▸ Dataset entries
※
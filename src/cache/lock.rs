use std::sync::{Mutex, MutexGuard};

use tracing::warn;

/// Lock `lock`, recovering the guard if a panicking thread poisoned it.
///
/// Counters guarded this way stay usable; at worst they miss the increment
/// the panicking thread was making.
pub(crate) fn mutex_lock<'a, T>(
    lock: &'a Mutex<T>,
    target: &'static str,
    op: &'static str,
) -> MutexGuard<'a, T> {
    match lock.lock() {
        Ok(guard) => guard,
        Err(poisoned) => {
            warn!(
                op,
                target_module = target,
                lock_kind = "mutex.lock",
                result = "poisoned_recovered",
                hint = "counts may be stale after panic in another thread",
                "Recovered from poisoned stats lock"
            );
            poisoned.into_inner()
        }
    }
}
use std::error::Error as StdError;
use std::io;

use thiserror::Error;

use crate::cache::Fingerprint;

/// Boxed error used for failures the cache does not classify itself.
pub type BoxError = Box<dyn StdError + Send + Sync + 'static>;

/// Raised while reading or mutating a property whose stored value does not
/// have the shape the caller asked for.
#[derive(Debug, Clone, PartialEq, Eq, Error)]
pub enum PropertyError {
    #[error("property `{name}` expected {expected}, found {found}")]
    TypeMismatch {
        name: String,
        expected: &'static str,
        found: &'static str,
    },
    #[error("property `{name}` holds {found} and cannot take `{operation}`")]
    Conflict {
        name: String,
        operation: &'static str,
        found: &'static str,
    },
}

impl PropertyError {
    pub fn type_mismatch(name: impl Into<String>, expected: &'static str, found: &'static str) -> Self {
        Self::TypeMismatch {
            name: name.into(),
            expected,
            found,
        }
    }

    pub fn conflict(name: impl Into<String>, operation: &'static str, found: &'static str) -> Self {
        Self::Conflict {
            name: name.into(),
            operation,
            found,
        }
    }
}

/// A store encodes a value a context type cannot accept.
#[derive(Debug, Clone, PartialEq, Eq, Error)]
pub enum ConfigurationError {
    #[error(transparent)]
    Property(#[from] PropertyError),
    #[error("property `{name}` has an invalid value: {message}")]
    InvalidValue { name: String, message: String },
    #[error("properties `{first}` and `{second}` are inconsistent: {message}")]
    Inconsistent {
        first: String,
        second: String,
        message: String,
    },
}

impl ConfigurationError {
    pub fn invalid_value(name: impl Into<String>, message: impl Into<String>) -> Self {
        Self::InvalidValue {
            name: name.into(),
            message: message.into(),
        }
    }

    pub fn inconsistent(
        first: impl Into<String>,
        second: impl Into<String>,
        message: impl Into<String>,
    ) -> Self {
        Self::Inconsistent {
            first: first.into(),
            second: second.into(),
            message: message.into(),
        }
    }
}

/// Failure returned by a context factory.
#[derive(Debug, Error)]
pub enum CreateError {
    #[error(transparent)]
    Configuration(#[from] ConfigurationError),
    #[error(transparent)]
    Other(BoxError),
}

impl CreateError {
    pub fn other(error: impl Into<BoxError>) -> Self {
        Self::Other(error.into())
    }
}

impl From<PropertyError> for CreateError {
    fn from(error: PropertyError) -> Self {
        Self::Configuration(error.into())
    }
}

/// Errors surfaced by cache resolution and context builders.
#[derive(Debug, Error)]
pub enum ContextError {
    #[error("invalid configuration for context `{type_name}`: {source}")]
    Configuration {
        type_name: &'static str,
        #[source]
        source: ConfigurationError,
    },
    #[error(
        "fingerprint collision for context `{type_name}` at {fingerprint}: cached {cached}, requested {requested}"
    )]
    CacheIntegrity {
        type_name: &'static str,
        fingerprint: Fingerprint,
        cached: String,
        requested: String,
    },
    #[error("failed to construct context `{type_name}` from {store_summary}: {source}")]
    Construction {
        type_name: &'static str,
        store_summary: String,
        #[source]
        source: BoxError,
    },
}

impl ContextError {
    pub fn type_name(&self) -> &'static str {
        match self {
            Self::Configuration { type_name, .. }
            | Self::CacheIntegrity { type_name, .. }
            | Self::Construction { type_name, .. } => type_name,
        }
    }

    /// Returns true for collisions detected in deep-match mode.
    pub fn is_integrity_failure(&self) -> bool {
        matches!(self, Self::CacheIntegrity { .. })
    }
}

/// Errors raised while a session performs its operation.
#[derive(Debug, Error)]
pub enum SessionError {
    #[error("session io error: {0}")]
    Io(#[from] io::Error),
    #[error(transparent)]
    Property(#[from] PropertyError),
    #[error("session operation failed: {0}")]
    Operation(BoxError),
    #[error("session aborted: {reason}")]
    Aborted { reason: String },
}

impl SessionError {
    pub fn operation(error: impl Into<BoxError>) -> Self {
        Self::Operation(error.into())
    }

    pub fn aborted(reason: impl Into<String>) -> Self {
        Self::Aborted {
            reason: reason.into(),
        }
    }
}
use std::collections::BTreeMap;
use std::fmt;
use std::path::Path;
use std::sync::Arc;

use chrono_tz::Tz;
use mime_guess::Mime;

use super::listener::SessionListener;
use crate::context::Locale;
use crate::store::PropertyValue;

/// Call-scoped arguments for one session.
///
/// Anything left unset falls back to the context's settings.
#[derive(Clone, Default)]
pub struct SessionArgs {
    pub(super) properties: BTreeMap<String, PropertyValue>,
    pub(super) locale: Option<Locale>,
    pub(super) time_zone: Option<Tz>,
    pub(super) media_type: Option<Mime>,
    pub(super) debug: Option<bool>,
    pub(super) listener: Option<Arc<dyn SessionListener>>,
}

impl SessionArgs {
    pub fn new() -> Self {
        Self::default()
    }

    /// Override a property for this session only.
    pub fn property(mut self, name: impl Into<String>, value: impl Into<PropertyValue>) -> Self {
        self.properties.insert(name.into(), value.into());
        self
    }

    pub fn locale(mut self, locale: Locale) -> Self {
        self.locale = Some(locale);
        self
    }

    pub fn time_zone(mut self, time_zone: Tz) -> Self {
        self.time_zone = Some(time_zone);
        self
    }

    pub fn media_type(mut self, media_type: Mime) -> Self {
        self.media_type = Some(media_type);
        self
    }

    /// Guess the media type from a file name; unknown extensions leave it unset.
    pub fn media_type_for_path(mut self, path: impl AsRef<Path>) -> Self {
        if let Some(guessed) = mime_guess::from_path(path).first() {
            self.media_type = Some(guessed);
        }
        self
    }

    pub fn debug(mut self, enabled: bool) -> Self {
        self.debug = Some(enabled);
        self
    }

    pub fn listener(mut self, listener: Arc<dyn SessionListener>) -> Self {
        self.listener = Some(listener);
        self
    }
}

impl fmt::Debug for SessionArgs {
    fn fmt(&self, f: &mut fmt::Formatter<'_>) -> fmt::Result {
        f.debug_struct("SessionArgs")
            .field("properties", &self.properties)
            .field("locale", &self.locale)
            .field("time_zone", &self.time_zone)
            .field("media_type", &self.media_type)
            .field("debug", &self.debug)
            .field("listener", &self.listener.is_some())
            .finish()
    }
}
※
▸ Exercise requirements
Wherever "failed" occurs in the records above, copy the line it sits in.

▸ Result
    #[error("failed to construct context `{type_name}` from {store_summary}: {source}")]
    #[error("session operation failed: {0}")]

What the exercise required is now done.